**PROBLEM DETAILS**
Please repeat all the entries. Nothing may differ.

**SUPPLIED DATA**
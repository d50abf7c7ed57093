use thiserror::Error;
use video_ingest::CaptureError;

#[derive(Debug, Error)]
pub enum DetectError {
    /// The endpoint answered with a non-success status.
    #[error("detection endpoint returned HTTP {status}: {body}")]
    RemoteCallFailed { status: u16, body: String },
    /// The request never completed (DNS, TLS, timeout, connection reset).
    #[error("detection request failed: {0}")]
    Transport(#[from] reqwest::Error),
    /// The response body is not the expected detection document.
    #[error("malformed detection response: {0}")]
    MalformedResponse(String),
    #[error("failed to prepare request image: {0}")]
    Encode(String),
    #[error(transparent)]
    Frame(#[from] CaptureError),
}

impl DetectError {
    /// Failures of the remote call itself, as opposed to local preparation
    /// problems or an unreadable answer.
    pub fn is_remote_failure(&self) -> bool {
        matches!(
            self,
            DetectError::RemoteCallFailed { .. } | DetectError::Transport(_)
        )
    }
}
//! Detection endpoint response document.
//!
//! ```json
//! { "objects": [ { "class": "USB", "box": [12, 40, 96, 110], "score": 0.93 } ] }
//! ```
//!
//! Boxes are `[x_min, y_min, x_max, y_max]` in the coordinate space of the
//! image that was sent. Unknown fields are ignored.

use serde::Deserialize;

use crate::{
    detection::{BBox, Detection},
    error::DetectError,
};

#[derive(Deserialize)]
struct WireResponse {
    objects: Option<Vec<WireObject>>,
}

#[derive(Deserialize)]
struct WireObject {
    class: String,
    #[serde(rename = "box")]
    bbox: [f32; 4],
    score: f32,
}

/// Parse a response body, dropping detections scored below `min_confidence`.
pub fn parse_detections(body: &[u8], min_confidence: f32) -> Result<Vec<Detection>, DetectError> {
    let response: WireResponse = serde_json::from_slice(body)
        .map_err(|err| DetectError::MalformedResponse(err.to_string()))?;
    let objects = response
        .objects
        .ok_or_else(|| DetectError::MalformedResponse("missing `objects` field".into()))?;

    let mut detections = Vec::with_capacity(objects.len());
    for object in objects {
        if !object.score.is_finite() || object.score < min_confidence {
            continue;
        }
        let [x_min, y_min, x_max, y_max] = object.bbox;
        detections.push(Detection {
            label: object.class,
            bbox: BBox::new(x_min, y_min, x_max, y_max),
            confidence: object.score.clamp(0.0, 1.0),
        });
    }
    Ok(detections)
}
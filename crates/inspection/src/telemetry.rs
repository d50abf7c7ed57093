//! Telemetry helpers for tracing spans and Prometheus metrics.

use std::{io, net::SocketAddr, path::Path, sync::OnceLock, thread, time::Duration};

use anyhow::{Context, Result, anyhow};
use metrics_exporter_prometheus::{PrometheusBuilder, PrometheusHandle};
use tracing::info;
use tracing_subscriber::{
    filter::{EnvFilter, filter_fn},
    fmt,
    layer::SubscriberExt,
    prelude::*,
};

use crate::config::TelemetryOptions;

/// `None` once the HTTP exporter owns the recorder.
static PROM_HANDLE: OnceLock<Option<PrometheusHandle>> = OnceLock::new();
static PROM_UPKEEP_THREAD: OnceLock<thread::JoinHandle<()>> = OnceLock::new();

/// Guard returned when a telemetry subscriber has been installed for the current thread.
pub struct TelemetryGuard {
    _default_guard: tracing::subscriber::DefaultGuard,
    _chrome_guard: Option<tracing_chrome::FlushGuard>,
}

/// Install tracing subscribers for the current thread based on telemetry options.
pub fn enter_runtime(opts: &TelemetryOptions) -> TelemetryGuard {
    let env_filter = EnvFilter::try_from_default_env().unwrap_or_else(|_| EnvFilter::new("info"));

    let (chrome_layer, chrome_guard) = match opts.chrome_trace_path.as_ref() {
        Some(path) => match build_chrome_layer(path) {
            Ok((layer, guard)) => (Some(layer), Some(guard)),
            Err(err) => {
                eprintln!(
                    "failed to initialise chrome trace writer at {}: {err}",
                    path.display()
                );
                (None, None)
            }
        },
        None => (None, None),
    };

    let span_only_filter = filter_fn(|metadata| metadata.is_span());

    let default_guard = tracing::subscriber::set_default(
        tracing_subscriber::registry()
            .with(chrome_layer.map(|layer| layer.with_filter(span_only_filter)))
            .with(
                fmt::layer()
                    .with_target(false)
                    .with_timer(fmt::time::uptime())
                    .with_filter(env_filter),
            )
            .with(tracing_error::ErrorLayer::default()),
    );

    TelemetryGuard {
        _default_guard: default_guard,
        _chrome_guard: chrome_guard,
    }
}

/// Install the global metrics recorder once.
///
/// With a listen address the Prometheus exporter serves `/metrics` over HTTP;
/// otherwise metrics are only kept in-process and can be dumped with
/// [`render_metrics`].
pub fn init_metrics(listen: Option<SocketAddr>) -> Result<()> {
    if PROM_HANDLE.get().is_some() {
        return Ok(());
    }

    let handle = match listen {
        Some(addr) => {
            PrometheusBuilder::new()
                .with_http_listener(addr)
                .install()
                .with_context(|| format!("failed to start Prometheus exporter on {addr}"))?;
            info!("Prometheus metrics available at http://{addr}/metrics");
            None
        }
        None => {
            let recorder = PrometheusBuilder::new().build_recorder();
            let handle = recorder.handle();
            metrics::set_global_recorder(recorder)
                .map_err(|_| anyhow!("a global metrics recorder is already installed"))?;

            let upkeep_handle = handle.clone();
            if PROM_UPKEEP_THREAD.get().is_none() {
                let thread = spawn_thread("prometheus-upkeep", move || {
                    loop {
                        thread::sleep(Duration::from_secs(5));
                        upkeep_handle.run_upkeep();
                    }
                })
                .context("failed to spawn prometheus upkeep thread")?;
                let _ = PROM_UPKEEP_THREAD.set(thread);
            }
            Some(handle)
        }
    };

    let _ = PROM_HANDLE.set(handle);
    Ok(())
}

/// Prometheus text rendering of the in-process metrics, when kept locally.
pub fn render_metrics() -> Option<String> {
    PROM_HANDLE
        .get()
        .and_then(|handle| handle.as_ref())
        .map(PrometheusHandle::render)
}

/// Spawn a thread that inherits the current tracing dispatcher.
pub fn spawn_thread<F, T>(name: impl Into<String>, f: F) -> io::Result<thread::JoinHandle<T>>
where
    F: FnOnce() -> T + Send + 'static,
    T: Send + 'static,
{
    let dispatch = tracing::dispatcher::get_default(|current| current.clone());
    thread::Builder::new()
        .name(name.into())
        .spawn(move || tracing::dispatcher::with_default(&dispatch, f))
}

fn build_chrome_layer(
    path: &Path,
) -> Result<
    (
        tracing_chrome::ChromeLayer<tracing_subscriber::Registry>,
        tracing_chrome::FlushGuard,
    ),
    std::io::Error,
> {
    let file = std::fs::File::create(path)?;
    let (layer, guard) = tracing_chrome::ChromeLayerBuilder::new()
        .writer(file)
        .include_args(true)
        .trace_style(tracing_chrome::TraceStyle::Threaded)
        .build();
    Ok((layer, guard))
}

**RESPONSE**
repository d50abf7c7ed57093
use thiserror::Error;
use video_ingest::CaptureError;

#[derive(Debug, Error)]
pub enum DetectError {
    /// The endpoint answered with a non-success status.
    #[error("detection endpoint returned HTTP {status}: {body}")]
    RemoteCallFailed { status: u16, body: String },
    /// The request never completed (DNS, TLS, timeout, connection reset).
    #[error("detection request failed: {0}")]
    Transport(#[from] reqwest::Error),
    /// The response body is not the expected detection document.
    #[error("malformed detection response: {0}")]
    MalformedResponse(String),
    #[error("failed to prepare request image: {0}")]
    Encode(String),
    #[error(transparent)]
    Frame(#[from] CaptureError),
}

impl DetectError {
    /// Failures of the remote call itself, as opposed to local preparation
    /// problems or an unreadable answer.
    pub fn is_remote_failure(&self) -> bool {
        matches!(
            self,
            DetectError::RemoteCallFailed { .. } | DetectError::Transport(_)
        )
    }
}
//! Detection endpoint response document.
//!
//! ```json
//! { "objects": [ { "class": "USB", "box": [12, 40, 96, 110], "score": 0.93 } ] }
//! ```
//!
//! Boxes are `[x_min, y_min, x_max, y_max]` in the coordinate space of the
//! image that was sent. Unknown fields are ignored.

use serde::Deserialize;

use crate::{
    detection::{BBox, Detection},
    error::DetectError,
};

#[derive(Deserialize)]
struct WireResponse {
    objects: Option<Vec<WireObject>>,
}

#[derive(Deserialize)]
struct WireObject {
    class: String,
    #[serde(rename = "box")]
    bbox: [f32; 4],
    score: f32,
}

/// Parse a response body, dropping detections scored below `min_confidence`.
pub fn parse_detections(body: &[u8], min_confidence: f32) -> Result<Vec<Detection>, DetectError> {
    let response: WireResponse = serde_json::from_slice(body)
        .map_err(|err| DetectError::MalformedResponse(err.to_string()))?;
    let objects = response
        .objects
        .ok_or_else(|| DetectError::MalformedResponse("missing `objects` field".into()))?;

    let mut detections = Vec::with_capacity(objects.len());
    for object in objects {
        if !object.score.is_finite() || object.score < min_confidence {
            continue;
        }
        let [x_min, y_min, x_max, y_max] = object.bbox;
        detections.push(Detection {
            label: object.class,
            bbox: BBox::new(x_min, y_min, x_max, y_max),
            confidence: object.score.clamp(0.0, 1.0),
        });
    }
    Ok(detections)
}
filename crates/inspection/src/telemetry.rs
repository d50abf7c7ed57093
//! Telemetry helpers for tracing spans and Prometheus metrics.

use std::{io, net::SocketAddr, path::Path, sync::OnceLock, thread, time::Duration};

use anyhow::{Context, Result, anyhow};
use metrics_exporter_prometheus::{PrometheusBuilder, PrometheusHandle};
use tracing::info;
use tracing_subscriber::{
    filter::{EnvFilter, filter_fn},
    fmt,
    layer::SubscriberExt,
    prelude::*,
};

use crate::config::TelemetryOptions;

/// `None` once the HTTP exporter owns the recorder.
static PROM_HANDLE: OnceLock<Option<PrometheusHandle>> = OnceLock::new();
static PROM_UPKEEP_THREAD: OnceLock<thread::JoinHandle<()>> = OnceLock::new();

/// Guard returned when a telemetry subscriber has been installed for the current thread.
pub struct TelemetryGuard {
    _default_guard: tracing::subscriber::DefaultGuard,
    _chrome_guard: Option<tracing_chrome::FlushGuard>,
}

/// Install tracing subscribers for the current thread based on telemetry options.
pub fn enter_runtime(opts: &TelemetryOptions) -> TelemetryGuard {
    let env_filter = EnvFilter::try_from_default_env().unwrap_or_else(|_| EnvFilter::new("info"));

    let (chrome_layer, chrome_guard) = match opts.chrome_trace_path.as_ref() {
        Some(path) => match build_chrome_layer(path) {
            Ok((layer, guard)) => (Some(layer), Some(guard)),
            Err(err) => {
                eprintln!(
                    "failed to initialise chrome trace writer at {}: {err}",
                    path.display()
                );
                (None, None)
            }
        },
        None => (None, None),
    };

    let span_only_filter = filter_fn(|metadata| metadata.is_span());

    let default_guard = tracing::subscriber::set_default(
        tracing_subscriber::registry()
            .with(chrome_layer.map(|layer| layer.with_filter(span_only_filter)))
            .with(
                fmt::layer()
                    .with_target(false)
                    .with_timer(fmt::time::uptime())
                    .with_filter(env_filter),
            )
            .with(tracing_error::ErrorLayer::default()),
    );

    TelemetryGuard {
        _default_guard: default_guard,
        _chrome_guard: chrome_guard,
    }
}

/// Install the global metrics recorder once.
///
/// With a listen address the Prometheus exporter serves `/metrics` over HTTP;
/// otherwise metrics are only kept in-process and can be dumped with
/// [`render_metrics`].
pub fn init_metrics(listen: Option<SocketAddr>) -> Result<()> {
    if PROM_HANDLE.get().is_some() {
        return Ok(());
    }

    let handle = match listen {
        Some(addr) => {
            PrometheusBuilder::new()
                .with_http_listener(addr)
                .install()
                .with_context(|| format!("failed to start Prometheus exporter on {addr}"))?;
            info!("Prometheus metrics available at http://{addr}/metrics");
            None
        }
        None => {
            let recorder = PrometheusBuilder::new().build_recorder();
            let handle = recorder.handle();
            metrics::set_global_recorder(recorder)
                .map_err(|_| anyhow!("a global metrics recorder is already installed"))?;

            let upkeep_handle = handle.clone();
            if PROM_UPKEEP_THREAD.get().is_none() {
                let thread = spawn_thread("prometheus-upkeep", move || {
                    loop {
                        thread::sleep(Duration::from_secs(5));
                        upkeep_handle.run_upkeep();
                    }
                })
                .context("failed to spawn prometheus upkeep thread")?;
                let _ = PROM_UPKEEP_THREAD.set(thread);
            }
            Some(handle)
        }
    };

    let _ = PROM_HANDLE.set(handle);
    Ok(())
}

/// Prometheus text rendering of the in-process metrics, when kept locally.
pub fn render_metrics() -> Option<String> {
    PROM_HANDLE
        .get()
        .and_then(|handle| handle.as_ref())
        .map(PrometheusHandle::render)
}

/// Spawn a thread that inherits the current tracing dispatcher.
pub fn spawn_thread<F, T>(name: impl Into<String>, f: F) -> io::Result<thread::JoinHandle<T>>
where
    F: FnOnce() -> T + Send + 'static,
    T: Send + 'static,
{
    let dispatch = tracing::dispatcher::get_default(|current| current.clone());
    thread::Builder::new()
        .name(name.into())
        .spawn(move || tracing::dispatcher::with_default(&dispatch, f))
}

fn build_chrome_layer(
    path: &Path,
) -> Result<
    (
        tracing_chrome::ChromeLayer<tracing_subscriber::Registry>,
        tracing_chrome::FlushGuard,
    ),
    std::io::Error,
> {
    let file = std::fs::File::create(path)?;
    let (layer, guard) = tracing_chrome::ChromeLayerBuilder::new()
        .writer(file)
        .include_args(true)
        .trace_style(tracing_chrome::TraceStyle::Threaded)
        .build();
    Ok((layer, guard))
}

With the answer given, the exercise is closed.